- [Assignment] Only lines that contain the word "EncoderError" belong in the answer; copy them from the records below.

══════

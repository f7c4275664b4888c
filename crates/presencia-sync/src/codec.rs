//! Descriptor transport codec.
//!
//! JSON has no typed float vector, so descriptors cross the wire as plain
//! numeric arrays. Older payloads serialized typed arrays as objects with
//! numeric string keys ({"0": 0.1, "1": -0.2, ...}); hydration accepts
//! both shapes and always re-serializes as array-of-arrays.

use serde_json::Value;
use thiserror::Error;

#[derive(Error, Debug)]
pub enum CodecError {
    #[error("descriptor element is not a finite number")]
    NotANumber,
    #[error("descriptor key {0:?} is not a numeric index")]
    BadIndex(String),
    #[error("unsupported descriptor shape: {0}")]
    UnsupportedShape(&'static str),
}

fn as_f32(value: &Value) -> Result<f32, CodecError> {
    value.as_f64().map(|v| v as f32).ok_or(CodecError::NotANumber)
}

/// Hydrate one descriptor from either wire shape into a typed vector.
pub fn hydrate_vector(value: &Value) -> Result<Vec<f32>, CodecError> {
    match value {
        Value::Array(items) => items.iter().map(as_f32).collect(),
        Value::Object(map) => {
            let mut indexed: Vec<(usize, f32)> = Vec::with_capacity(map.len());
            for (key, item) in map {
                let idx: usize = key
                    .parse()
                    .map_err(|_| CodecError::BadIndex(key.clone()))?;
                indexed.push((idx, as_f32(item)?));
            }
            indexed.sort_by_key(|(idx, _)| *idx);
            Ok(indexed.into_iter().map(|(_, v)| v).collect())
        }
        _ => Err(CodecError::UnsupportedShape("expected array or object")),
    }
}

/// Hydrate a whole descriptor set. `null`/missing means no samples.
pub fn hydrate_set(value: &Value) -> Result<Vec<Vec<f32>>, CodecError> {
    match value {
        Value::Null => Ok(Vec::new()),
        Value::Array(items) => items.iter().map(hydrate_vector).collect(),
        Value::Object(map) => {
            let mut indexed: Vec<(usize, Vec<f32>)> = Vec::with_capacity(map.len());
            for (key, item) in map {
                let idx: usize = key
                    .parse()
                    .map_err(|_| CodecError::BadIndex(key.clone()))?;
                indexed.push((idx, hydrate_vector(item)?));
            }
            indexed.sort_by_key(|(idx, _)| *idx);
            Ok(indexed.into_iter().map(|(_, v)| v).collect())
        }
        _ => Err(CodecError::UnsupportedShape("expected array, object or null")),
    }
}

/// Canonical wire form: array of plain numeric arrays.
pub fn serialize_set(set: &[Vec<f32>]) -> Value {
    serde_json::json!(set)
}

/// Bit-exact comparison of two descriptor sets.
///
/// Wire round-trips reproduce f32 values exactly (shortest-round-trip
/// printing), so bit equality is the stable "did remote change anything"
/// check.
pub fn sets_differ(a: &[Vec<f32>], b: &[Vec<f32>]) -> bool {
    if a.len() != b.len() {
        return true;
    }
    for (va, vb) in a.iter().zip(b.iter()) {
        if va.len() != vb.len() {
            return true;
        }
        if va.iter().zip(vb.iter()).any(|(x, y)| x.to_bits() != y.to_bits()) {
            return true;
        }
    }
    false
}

══════

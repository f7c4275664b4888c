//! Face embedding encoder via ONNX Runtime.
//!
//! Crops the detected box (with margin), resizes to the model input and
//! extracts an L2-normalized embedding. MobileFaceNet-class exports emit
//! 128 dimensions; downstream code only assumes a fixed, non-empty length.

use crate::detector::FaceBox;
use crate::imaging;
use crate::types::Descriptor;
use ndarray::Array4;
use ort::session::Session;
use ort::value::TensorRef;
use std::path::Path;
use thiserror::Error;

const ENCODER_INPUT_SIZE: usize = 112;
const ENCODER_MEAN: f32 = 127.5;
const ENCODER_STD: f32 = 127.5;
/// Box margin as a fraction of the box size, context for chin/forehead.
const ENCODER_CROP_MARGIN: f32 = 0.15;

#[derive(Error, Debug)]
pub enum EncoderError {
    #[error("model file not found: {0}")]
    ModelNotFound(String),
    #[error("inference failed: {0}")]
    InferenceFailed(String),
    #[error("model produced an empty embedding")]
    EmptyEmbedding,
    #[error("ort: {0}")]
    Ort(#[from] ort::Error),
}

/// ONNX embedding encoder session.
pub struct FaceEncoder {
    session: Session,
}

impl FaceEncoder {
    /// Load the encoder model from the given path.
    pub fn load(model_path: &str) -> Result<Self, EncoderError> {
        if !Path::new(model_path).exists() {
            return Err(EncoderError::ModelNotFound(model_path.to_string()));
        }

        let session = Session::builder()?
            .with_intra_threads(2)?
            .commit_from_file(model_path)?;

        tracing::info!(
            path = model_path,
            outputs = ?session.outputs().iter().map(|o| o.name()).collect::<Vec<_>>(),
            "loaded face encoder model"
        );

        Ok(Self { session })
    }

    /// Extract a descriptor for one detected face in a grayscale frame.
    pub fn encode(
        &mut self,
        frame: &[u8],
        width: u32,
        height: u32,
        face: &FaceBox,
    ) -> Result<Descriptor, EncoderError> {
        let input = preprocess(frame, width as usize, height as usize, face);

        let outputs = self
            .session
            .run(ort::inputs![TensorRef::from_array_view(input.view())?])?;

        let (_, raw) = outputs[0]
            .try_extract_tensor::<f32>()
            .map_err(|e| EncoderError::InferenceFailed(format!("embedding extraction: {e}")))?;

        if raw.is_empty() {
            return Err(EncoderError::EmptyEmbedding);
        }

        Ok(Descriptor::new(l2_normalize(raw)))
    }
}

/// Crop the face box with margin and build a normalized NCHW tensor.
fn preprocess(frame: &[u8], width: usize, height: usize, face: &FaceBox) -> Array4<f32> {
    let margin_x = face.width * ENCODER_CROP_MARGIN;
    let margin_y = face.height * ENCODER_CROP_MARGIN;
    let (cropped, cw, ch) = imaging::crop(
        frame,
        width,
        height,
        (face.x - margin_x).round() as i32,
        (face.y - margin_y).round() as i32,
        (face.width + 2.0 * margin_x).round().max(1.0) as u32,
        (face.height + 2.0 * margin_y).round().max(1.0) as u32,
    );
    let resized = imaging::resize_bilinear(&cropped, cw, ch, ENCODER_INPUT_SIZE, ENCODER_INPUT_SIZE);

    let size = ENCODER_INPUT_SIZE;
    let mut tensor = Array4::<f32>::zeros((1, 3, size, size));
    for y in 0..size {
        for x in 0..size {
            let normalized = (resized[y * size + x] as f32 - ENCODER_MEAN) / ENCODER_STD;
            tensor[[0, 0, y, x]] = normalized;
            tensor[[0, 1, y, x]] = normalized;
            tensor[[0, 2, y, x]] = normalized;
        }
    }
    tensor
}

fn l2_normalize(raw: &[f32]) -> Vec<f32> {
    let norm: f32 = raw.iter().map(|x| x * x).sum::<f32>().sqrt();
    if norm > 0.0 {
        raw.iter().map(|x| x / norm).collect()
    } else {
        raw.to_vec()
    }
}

══════

- [Response]
pub enum EncoderError {
    pub fn load(model_path: &str) -> Result<Self, EncoderError> {
            return Err(EncoderError::ModelNotFound(model_path.to_string()));
    ) -> Result<Descriptor, EncoderError> {
            .map_err(|e| EncoderError::InferenceFailed(format!("embedding extraction: {e}")))?;
            return Err(EncoderError::EmptyEmbedding);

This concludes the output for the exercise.